--- INFORMATION PROVIDED Enclosed Below ---
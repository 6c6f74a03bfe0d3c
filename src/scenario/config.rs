//! Scenario configuration types
//!
//! Defines the data structures for deserializing YAML scenarios.

use serde::{Deserialize, Serialize};
use serde_json::{Map, Value};

/// A complete scenario loaded from a YAML file
#[derive(Deserialize, Serialize, Debug, Clone)]
#[serde(rename_all = "camelCase")]
pub struct Scenario {
    /// Unique scenario id
    pub id: String,
    /// Optional human-readable name
    pub name: Option<String>,
    /// Optional description of what the scenario verifies
    pub description: Option<String>,
    /// Free-form tags
    #[serde(default)]
    pub tags: Vec<String>,
    /// Rows inserted before the first step
    #[serde(default)]
    pub setup: Vec<SetupInsert>,
    /// The sequence of steps to execute, strictly in order
    pub steps: Vec<Step>,
    /// Number of repetitions for multi-run mode
    pub runs: Option<u32>,
}

impl Scenario {
    /// Display name, falling back to the id
    pub fn display_name(&self) -> &str {
        self.name.as_deref().unwrap_or(&self.id)
    }
}

/// A single step in the execution flow
#[derive(Deserialize, Serialize, Debug, Clone)]
#[serde(tag = "type", rename_all = "snake_case")]
pub enum Step {
    /// Send a message to the agent
    Chat(ChatStep),
    /// Check database rows
    Verify(VerifyStep),
    /// Sleep or poll until a condition holds
    Wait(WaitStep),
    /// Insert a row
    Setup(SetupStep),
}

impl Step {
    pub fn kind(&self) -> StepKind {
        match self {
            Step::Chat(_) => StepKind::Chat,
            Step::Verify(_) => StepKind::Verify,
            Step::Wait(_) => StepKind::Wait,
            Step::Setup(_) => StepKind::Setup,
        }
    }

    pub fn label(&self) -> Option<&str> {
        match self {
            Step::Chat(s) => s.label.as_deref(),
            Step::Verify(s) => s.label.as_deref(),
            Step::Wait(s) => s.label.as_deref(),
            Step::Setup(s) => s.label.as_deref(),
        }
    }
}

/// Discriminant of a [`Step`]
#[derive(Deserialize, Serialize, Debug, Clone, Copy, PartialEq, Eq, Hash)]
#[serde(rename_all = "snake_case")]
pub enum StepKind {
    Chat,
    Verify,
    Wait,
    Setup,
}

impl std::fmt::Display for StepKind {
    fn fmt(&self, f: &mut std::fmt::Formatter<'_>) -> std::fmt::Result {
        f.write_str(match self {
            StepKind::Chat => "chat",
            StepKind::Verify => "verify",
            StepKind::Wait => "wait",
            StepKind::Setup => "setup",
        })
    }
}

/// Send a message and check the agent's tool calls and reply
#[derive(Deserialize, Serialize, Debug, Clone, Default)]
#[serde(rename_all = "camelCase")]
pub struct ChatStep {
    pub label: Option<String>,
    /// Message text; `$userId` and `$alias` references are resolved
    pub message: String,
    /// Named conversation; wins over `continue_conversation`
    pub conversation: Option<String>,
    /// Reuse the most recent conversation of this scenario
    #[serde(default)]
    pub continue_conversation: bool,
    /// Tool call budget for this turn
    pub max_tool_calls: Option<u32>,
    /// Per-call timeout override
    pub timeout_secs: Option<u64>,
    /// Expected tool calls
    #[serde(default)]
    pub tools: Vec<ToolAssertion>,
    /// Expected reply text
    pub response: Option<ResponseAssertion>,
}

/// Expectation about one tool
#[derive(Deserialize, Serialize, Debug, Clone)]
#[serde(rename_all = "camelCase")]
pub struct ToolAssertion {
    /// Tool name
    pub name: String,
    /// Whether the tool must be called (default) or must not be called
    #[serde(default = "default_true")]
    pub called: bool,
    /// Exact number of calls
    pub times: Option<u32>,
    pub min_times: Option<u32>,
    pub max_times: Option<u32>,
    /// Arguments that must be present in at least one call (subset match)
    pub args: Option<Map<String, Value>>,
}

fn default_true() -> bool {
    true
}

impl ToolAssertion {
    /// Assertion that a tool was called at least once
    pub fn called(name: &str) -> Self {
        Self {
            name: name.to_string(),
            called: true,
            times: None,
            min_times: None,
            max_times: None,
            args: None,
        }
    }
}

/// Expectation about the reply text
#[derive(Deserialize, Serialize, Debug, Clone, Default)]
#[serde(rename_all = "camelCase")]
pub struct ResponseAssertion {
    /// Substrings that must appear (case-insensitive)
    #[serde(default)]
    pub contains: Vec<String>,
    /// Substrings that must not appear (case-insensitive)
    #[serde(default)]
    pub not_contains: Vec<String>,
    /// Regular expression the reply must match
    pub matches: Option<String>,
}

/// Check one or more database rows
#[derive(Deserialize, Serialize, Debug, Clone, Default)]
#[serde(rename_all = "camelCase")]
pub struct VerifyStep {
    pub label: Option<String>,
    pub entities: Vec<EntityCheck>,
}

/// Lookup of a single row plus the fields it must carry
#[derive(Deserialize, Serialize, Debug, Clone, Default)]
#[serde(rename_all = "camelCase")]
pub struct EntityCheck {
    /// Entity (table) name
    pub entity: String,
    /// Row id, may be an `$alias` reference
    pub id: Option<String>,
    /// Row title
    pub title: Option<String>,
    /// Field filter; the first matching row is checked
    pub filter: Option<Map<String, Value>>,
    /// Expected field values
    #[serde(default)]
    pub fields: Map<String, Value>,
}

/// Sleep for a fixed delay, or poll until a condition holds
#[derive(Deserialize, Serialize, Debug, Clone, Default)]
#[serde(rename_all = "camelCase")]
pub struct WaitStep {
    pub label: Option<String>,
    /// Fixed delay in seconds
    pub seconds: Option<f64>,
    /// Condition to poll for
    pub until: Option<EntityCheck>,
    /// Polling budget in seconds
    pub timeout_secs: Option<u64>,
    /// Polling interval override
    pub interval_ms: Option<u64>,
}

/// Insert step inside `steps`
#[derive(Deserialize, Serialize, Debug, Clone)]
#[serde(rename_all = "camelCase")]
pub struct SetupStep {
    pub label: Option<String>,
    #[serde(flatten)]
    pub insert: SetupInsert,
}

/// A row inserted through the database collaborator
#[derive(Deserialize, Serialize, Debug, Clone)]
#[serde(rename_all = "camelCase")]
pub struct SetupInsert {
    /// Entity (table) name
    pub entity: String,
    /// Column values; `$alias` and `$userId` references are resolved
    pub data: Map<String, Value>,
    /// Name under which the inserted row is captured
    #[serde(rename = "as", alias = "alias")]
    pub alias: Option<String>,
}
--- End of Enclosed INFORMATION PROVIDED ---
- WHAT IS EXPECTED
Repeat the data verbatim.

- EXERCISE OUTPUT
repository 6c6f74a03bfe0d3c
filename src/scenario/config.rs
//! Scenario configuration types
//!
//! Defines the data structures for deserializing YAML scenarios.

use serde::{Deserialize, Serialize};
use serde_json::{Map, Value};

/// A complete scenario loaded from a YAML file
#[derive(Deserialize, Serialize, Debug, Clone)]
#[serde(rename_all = "camelCase")]
pub struct Scenario {
    /// Unique scenario id
    pub id: String,
    /// Optional human-readable name
    pub name: Option<String>,
    /// Optional description of what the scenario verifies
    pub description: Option<String>,
    /// Free-form tags
    #[serde(default)]
    pub tags: Vec<String>,
    /// Rows inserted before the first step
    #[serde(default)]
    pub setup: Vec<SetupInsert>,
    /// The sequence of steps to execute, strictly in order
    pub steps: Vec<Step>,
    /// Number of repetitions for multi-run mode
    pub runs: Option<u32>,
}

impl Scenario {
    /// Display name, falling back to the id
    pub fn display_name(&self) -> &str {
        self.name.as_deref().unwrap_or(&self.id)
    }
}

/// A single step in the execution flow
#[derive(Deserialize, Serialize, Debug, Clone)]
#[serde(tag = "type", rename_all = "snake_case")]
pub enum Step {
    /// Send a message to the agent
    Chat(ChatStep),
    /// Check database rows
    Verify(VerifyStep),
    /// Sleep or poll until a condition holds
    Wait(WaitStep),
    /// Insert a row
    Setup(SetupStep),
}

impl Step {
    pub fn kind(&self) -> StepKind {
        match self {
            Step::Chat(_) => StepKind::Chat,
            Step::Verify(_) => StepKind::Verify,
            Step::Wait(_) => StepKind::Wait,
            Step::Setup(_) => StepKind::Setup,
        }
    }

    pub fn label(&self) -> Option<&str> {
        match self {
            Step::Chat(s) => s.label.as_deref(),
            Step::Verify(s) => s.label.as_deref(),
            Step::Wait(s) => s.label.as_deref(),
            Step::Setup(s) => s.label.as_deref(),
        }
    }
}

/// Discriminant of a [`Step`]
#[derive(Deserialize, Serialize, Debug, Clone, Copy, PartialEq, Eq, Hash)]
#[serde(rename_all = "snake_case")]
pub enum StepKind {
    Chat,
    Verify,
    Wait,
    Setup,
}

impl std::fmt::Display for StepKind {
    fn fmt(&self, f: &mut std::fmt::Formatter<'_>) -> std::fmt::Result {
        f.write_str(match self {
            StepKind::Chat => "chat",
            StepKind::Verify => "verify",
            StepKind::Wait => "wait",
            StepKind::Setup => "setup",
        })
    }
}

/// Send a message and check the agent's tool calls and reply
#[derive(Deserialize, Serialize, Debug, Clone, Default)]
#[serde(rename_all = "camelCase")]
pub struct ChatStep {
    pub label: Option<String>,
    /// Message text; `$userId` and `$alias` references are resolved
    pub message: String,
    /// Named conversation; wins over `continue_conversation`
    pub conversation: Option<String>,
    /// Reuse the most recent conversation of this scenario
    #[serde(default)]
    pub continue_conversation: bool,
    /// Tool call budget for this turn
    pub max_tool_calls: Option<u32>,
    /// Per-call timeout override
    pub timeout_secs: Option<u64>,
    /// Expected tool calls
    #[serde(default)]
    pub tools: Vec<ToolAssertion>,
    /// Expected reply text
    pub response: Option<ResponseAssertion>,
}

/// Expectation about one tool
#[derive(Deserialize, Serialize, Debug, Clone)]
#[serde(rename_all = "camelCase")]
pub struct ToolAssertion {
    /// Tool name
    pub name: String,
    /// Whether the tool must be called (default) or must not be called
    #[serde(default = "default_true")]
    pub called: bool,
    /// Exact number of calls
    pub times: Option<u32>,
    pub min_times: Option<u32>,
    pub max_times: Option<u32>,
    /// Arguments that must be present in at least one call (subset match)
    pub args: Option<Map<String, Value>>,
}

fn default_true() -> bool {
    true
}

impl ToolAssertion {
    /// Assertion that a tool was called at least once
    pub fn called(name: &str) -> Self {
        Self {
            name: name.to_string(),
            called: true,
            times: None,
            min_times: None,
            max_times: None,
            args: None,
        }
    }
}

/// Expectation about the reply text
#[derive(Deserialize, Serialize, Debug, Clone, Default)]
#[serde(rename_all = "camelCase")]
pub struct ResponseAssertion {
    /// Substrings that must appear (case-insensitive)
    #[serde(default)]
    pub contains: Vec<String>,
    /// Substrings that must not appear (case-insensitive)
    #[serde(default)]
    pub not_contains: Vec<String>,
    /// Regular expression the reply must match
    pub matches: Option<String>,
}

/// Check one or more database rows
#[derive(Deserialize, Serialize, Debug, Clone, Default)]
#[serde(rename_all = "camelCase")]
pub struct VerifyStep {
    pub label: Option<String>,
    pub entities: Vec<EntityCheck>,
}

/// Lookup of a single row plus the fields it must carry
#[derive(Deserialize, Serialize, Debug, Clone, Default)]
#[serde(rename_all = "camelCase")]
pub struct EntityCheck {
    /// Entity (table) name
    pub entity: String,
    /// Row id, may be an `$alias` reference
    pub id: Option<String>,
    /// Row title
    pub title: Option<String>,
    /// Field filter; the first matching row is checked
    pub filter: Option<Map<String, Value>>,
    /// Expected field values
    #[serde(default)]
    pub fields: Map<String, Value>,
}

/// Sleep for a fixed delay, or poll until a condition holds
#[derive(Deserialize, Serialize, Debug, Clone, Default)]
#[serde(rename_all = "camelCase")]
pub struct WaitStep {
    pub label: Option<String>,
    /// Fixed delay in seconds
    pub seconds: Option<f64>,
    /// Condition to poll for
    pub until: Option<EntityCheck>,
    /// Polling budget in seconds
    pub timeout_secs: Option<u64>,
    /// Polling interval override
    pub interval_ms: Option<u64>,
}

/// Insert step inside `steps`
#[derive(Deserialize, Serialize, Debug, Clone)]
#[serde(rename_all = "camelCase")]
pub struct SetupStep {
    pub label: Option<String>,
    #[serde(flatten)]
    pub insert: SetupInsert,
}

/// A row inserted through the database collaborator
#[derive(Deserialize, Serialize, Debug, Clone)]
#[serde(rename_all = "camelCase")]
pub struct SetupInsert {
    /// Entity (table) name
    pub entity: String,
    /// Column values; `$alias` and `$userId` references are resolved
    pub data: Map<String, Value>,
    /// Name under which the inserted row is captured
    #[serde(rename = "as", alias = "alias")]
    pub alias: Option<String>,
}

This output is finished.